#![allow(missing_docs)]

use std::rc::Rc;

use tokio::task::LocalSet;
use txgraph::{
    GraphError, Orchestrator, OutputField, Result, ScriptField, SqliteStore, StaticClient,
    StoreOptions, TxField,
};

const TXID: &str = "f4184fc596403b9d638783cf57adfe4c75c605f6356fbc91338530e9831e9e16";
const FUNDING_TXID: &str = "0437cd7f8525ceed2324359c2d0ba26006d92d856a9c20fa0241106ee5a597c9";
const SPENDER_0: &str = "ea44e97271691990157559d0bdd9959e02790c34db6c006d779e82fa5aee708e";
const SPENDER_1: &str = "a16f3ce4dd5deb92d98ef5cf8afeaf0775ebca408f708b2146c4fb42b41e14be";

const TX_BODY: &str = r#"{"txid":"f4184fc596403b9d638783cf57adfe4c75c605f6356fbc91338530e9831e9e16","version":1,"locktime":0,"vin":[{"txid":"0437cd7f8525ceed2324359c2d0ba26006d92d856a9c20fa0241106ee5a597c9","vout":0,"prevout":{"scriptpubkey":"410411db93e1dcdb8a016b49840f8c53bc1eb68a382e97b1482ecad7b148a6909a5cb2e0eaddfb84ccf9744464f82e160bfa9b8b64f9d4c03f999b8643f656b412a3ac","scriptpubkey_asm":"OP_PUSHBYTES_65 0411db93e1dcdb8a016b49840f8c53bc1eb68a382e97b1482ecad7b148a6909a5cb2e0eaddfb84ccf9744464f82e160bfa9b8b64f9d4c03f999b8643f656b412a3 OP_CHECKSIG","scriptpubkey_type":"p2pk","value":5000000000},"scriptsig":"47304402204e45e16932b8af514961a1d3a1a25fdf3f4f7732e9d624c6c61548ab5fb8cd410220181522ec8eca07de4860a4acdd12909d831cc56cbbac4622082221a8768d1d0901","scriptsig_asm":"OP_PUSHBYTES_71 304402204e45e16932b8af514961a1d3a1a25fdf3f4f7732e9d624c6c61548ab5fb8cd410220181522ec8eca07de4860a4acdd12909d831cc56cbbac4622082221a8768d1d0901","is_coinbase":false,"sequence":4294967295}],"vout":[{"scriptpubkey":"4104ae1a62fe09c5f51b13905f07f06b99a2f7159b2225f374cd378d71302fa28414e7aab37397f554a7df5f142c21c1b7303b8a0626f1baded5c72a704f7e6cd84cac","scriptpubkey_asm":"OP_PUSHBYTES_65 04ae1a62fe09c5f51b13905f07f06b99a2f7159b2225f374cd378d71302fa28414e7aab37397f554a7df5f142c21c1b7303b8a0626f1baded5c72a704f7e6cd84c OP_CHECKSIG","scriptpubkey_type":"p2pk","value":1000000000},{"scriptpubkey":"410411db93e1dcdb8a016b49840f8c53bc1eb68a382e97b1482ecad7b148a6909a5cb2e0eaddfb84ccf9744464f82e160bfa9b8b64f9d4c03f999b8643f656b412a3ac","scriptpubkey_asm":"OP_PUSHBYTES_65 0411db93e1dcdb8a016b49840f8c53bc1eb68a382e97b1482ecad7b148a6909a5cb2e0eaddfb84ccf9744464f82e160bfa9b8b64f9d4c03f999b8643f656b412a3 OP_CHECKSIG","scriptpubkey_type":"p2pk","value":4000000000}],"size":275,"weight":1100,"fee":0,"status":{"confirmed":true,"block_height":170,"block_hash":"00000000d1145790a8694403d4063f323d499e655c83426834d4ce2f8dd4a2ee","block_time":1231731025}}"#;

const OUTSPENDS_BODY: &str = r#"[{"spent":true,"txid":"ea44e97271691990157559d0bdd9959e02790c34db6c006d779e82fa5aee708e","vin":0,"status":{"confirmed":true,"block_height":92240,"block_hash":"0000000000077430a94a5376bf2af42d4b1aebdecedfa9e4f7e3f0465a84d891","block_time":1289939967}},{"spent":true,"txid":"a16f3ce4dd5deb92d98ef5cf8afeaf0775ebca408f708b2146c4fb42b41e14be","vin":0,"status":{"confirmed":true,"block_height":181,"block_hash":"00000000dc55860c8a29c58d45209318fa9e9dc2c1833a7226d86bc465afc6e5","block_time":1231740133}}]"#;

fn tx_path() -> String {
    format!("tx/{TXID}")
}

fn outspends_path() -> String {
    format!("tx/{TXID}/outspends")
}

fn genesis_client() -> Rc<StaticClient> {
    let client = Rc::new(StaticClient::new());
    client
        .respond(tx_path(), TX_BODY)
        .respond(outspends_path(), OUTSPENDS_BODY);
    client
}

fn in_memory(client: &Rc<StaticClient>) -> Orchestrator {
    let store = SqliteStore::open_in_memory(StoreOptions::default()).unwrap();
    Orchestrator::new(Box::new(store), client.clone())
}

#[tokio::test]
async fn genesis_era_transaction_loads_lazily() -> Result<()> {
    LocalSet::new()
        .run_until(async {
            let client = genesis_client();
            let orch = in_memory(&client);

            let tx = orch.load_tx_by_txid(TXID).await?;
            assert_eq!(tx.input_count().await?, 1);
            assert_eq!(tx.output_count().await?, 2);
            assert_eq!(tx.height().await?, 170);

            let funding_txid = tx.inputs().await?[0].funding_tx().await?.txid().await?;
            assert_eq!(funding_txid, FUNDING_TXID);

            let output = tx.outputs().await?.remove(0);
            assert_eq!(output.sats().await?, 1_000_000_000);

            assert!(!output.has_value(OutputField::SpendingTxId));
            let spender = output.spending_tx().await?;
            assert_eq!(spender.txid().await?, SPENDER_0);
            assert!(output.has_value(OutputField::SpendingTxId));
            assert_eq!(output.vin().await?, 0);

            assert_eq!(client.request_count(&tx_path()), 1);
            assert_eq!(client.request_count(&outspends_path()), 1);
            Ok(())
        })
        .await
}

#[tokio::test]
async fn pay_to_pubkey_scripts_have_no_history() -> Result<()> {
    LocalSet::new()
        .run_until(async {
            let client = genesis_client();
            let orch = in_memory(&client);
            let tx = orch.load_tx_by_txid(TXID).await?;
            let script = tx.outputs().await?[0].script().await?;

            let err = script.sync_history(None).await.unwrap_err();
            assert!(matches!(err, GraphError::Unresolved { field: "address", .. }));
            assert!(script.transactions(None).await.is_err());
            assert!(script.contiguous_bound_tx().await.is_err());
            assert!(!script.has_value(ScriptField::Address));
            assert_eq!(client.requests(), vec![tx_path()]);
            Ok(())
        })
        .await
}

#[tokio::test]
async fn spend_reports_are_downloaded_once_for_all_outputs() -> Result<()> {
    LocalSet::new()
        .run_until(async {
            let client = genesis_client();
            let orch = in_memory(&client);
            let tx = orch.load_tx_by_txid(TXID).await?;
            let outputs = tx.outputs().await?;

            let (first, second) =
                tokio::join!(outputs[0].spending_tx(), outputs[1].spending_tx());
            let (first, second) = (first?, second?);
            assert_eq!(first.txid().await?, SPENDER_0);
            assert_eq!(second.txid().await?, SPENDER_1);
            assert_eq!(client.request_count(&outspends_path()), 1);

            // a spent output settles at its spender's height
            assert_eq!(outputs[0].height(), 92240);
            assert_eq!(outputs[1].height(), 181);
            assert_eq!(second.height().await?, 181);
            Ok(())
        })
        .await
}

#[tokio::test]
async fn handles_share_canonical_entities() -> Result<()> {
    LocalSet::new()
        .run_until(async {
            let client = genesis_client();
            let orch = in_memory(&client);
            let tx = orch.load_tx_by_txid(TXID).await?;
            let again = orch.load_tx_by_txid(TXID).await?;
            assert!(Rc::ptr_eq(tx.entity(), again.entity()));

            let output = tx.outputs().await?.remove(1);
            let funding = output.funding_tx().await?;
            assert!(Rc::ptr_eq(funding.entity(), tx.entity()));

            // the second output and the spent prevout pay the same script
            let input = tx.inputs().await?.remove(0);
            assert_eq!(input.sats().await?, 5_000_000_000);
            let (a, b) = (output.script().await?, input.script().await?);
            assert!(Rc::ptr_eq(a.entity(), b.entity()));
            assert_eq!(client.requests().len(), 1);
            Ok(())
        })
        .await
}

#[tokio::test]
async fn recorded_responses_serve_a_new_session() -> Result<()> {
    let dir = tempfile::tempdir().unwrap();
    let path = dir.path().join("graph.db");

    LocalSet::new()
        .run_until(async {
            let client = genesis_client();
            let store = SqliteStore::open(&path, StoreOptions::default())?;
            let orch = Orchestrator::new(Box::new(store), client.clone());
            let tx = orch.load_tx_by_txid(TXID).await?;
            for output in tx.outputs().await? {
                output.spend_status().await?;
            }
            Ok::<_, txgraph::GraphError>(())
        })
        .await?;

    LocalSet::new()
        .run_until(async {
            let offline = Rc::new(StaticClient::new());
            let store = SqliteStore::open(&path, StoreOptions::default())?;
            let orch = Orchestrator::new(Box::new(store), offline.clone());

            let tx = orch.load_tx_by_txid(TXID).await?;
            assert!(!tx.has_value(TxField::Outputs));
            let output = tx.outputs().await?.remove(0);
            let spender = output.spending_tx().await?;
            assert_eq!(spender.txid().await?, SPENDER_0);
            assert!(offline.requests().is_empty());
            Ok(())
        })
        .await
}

^^^^^^^^

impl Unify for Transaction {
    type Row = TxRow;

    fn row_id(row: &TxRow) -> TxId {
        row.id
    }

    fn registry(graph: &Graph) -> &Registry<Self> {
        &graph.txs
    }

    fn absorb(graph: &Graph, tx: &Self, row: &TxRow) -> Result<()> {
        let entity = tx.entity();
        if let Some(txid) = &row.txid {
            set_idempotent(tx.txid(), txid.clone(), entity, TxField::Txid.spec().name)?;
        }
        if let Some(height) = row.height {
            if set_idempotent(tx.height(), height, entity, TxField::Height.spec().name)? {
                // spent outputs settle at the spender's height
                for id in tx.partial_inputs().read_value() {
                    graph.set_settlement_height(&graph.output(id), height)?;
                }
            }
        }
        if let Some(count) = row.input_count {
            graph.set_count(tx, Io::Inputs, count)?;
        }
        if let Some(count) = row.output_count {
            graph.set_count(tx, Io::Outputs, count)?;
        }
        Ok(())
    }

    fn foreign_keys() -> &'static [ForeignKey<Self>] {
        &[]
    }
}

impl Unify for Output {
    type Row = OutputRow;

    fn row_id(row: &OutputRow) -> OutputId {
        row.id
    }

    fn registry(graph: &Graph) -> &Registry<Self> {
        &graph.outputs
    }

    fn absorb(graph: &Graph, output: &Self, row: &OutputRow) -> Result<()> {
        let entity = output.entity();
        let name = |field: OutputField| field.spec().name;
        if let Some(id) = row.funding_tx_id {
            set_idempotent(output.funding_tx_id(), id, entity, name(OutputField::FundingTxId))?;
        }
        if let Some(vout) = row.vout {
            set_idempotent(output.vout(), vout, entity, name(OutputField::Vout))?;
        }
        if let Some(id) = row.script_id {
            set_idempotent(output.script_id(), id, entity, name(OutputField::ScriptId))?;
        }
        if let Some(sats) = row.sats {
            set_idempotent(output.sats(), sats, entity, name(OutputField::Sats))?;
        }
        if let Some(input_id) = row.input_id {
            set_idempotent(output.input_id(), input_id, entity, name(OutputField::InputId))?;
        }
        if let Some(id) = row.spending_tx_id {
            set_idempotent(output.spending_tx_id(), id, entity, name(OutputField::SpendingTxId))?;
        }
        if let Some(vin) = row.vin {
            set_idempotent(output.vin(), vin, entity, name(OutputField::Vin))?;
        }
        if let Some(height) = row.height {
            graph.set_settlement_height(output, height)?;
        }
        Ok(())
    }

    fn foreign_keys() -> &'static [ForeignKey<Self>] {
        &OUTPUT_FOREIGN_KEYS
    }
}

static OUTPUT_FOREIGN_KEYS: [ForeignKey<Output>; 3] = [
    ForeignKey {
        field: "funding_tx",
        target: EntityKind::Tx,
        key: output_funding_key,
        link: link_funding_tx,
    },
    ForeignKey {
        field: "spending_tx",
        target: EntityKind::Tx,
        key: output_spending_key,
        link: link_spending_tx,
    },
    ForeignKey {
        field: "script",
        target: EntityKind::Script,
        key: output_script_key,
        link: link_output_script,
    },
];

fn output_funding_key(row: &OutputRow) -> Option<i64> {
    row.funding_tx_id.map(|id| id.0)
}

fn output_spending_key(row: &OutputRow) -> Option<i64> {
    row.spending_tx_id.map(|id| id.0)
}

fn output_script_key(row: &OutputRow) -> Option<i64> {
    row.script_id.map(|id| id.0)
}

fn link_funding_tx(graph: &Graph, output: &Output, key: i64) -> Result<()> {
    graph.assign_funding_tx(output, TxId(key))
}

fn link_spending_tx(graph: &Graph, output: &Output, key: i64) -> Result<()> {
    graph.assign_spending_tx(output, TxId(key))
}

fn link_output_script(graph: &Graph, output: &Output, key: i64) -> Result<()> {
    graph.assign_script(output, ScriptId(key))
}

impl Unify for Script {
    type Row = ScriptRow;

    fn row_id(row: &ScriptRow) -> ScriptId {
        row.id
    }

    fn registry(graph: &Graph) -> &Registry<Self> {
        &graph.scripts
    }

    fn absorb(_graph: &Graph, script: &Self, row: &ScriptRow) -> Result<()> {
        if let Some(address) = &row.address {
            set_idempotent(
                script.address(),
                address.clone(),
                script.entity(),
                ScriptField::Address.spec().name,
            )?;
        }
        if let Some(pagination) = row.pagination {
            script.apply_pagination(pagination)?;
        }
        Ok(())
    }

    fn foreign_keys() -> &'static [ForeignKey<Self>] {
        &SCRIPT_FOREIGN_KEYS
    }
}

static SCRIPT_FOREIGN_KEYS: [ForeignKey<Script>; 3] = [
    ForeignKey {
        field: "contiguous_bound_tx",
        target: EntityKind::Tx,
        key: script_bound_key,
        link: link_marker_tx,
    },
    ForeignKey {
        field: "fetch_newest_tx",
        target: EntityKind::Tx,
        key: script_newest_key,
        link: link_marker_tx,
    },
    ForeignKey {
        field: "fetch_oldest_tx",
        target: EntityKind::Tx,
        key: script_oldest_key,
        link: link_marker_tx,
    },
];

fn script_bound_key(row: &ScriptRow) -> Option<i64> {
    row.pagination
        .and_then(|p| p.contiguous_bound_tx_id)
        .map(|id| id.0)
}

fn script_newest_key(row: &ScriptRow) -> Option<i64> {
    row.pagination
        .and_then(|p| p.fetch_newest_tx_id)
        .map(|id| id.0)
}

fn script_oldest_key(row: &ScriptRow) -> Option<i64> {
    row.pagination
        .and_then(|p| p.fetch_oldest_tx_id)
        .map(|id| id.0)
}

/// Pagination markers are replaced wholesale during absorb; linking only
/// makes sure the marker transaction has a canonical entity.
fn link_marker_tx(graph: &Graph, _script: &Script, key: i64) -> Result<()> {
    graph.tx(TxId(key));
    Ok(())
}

^^^^^^^^

To do:
Return only those lines of the records that contain the string "first".

Exercise solution:
            let (first, second) =
            let (first, second) = (first?, second?);
            assert_eq!(first.txid().await?, SPENDER_0);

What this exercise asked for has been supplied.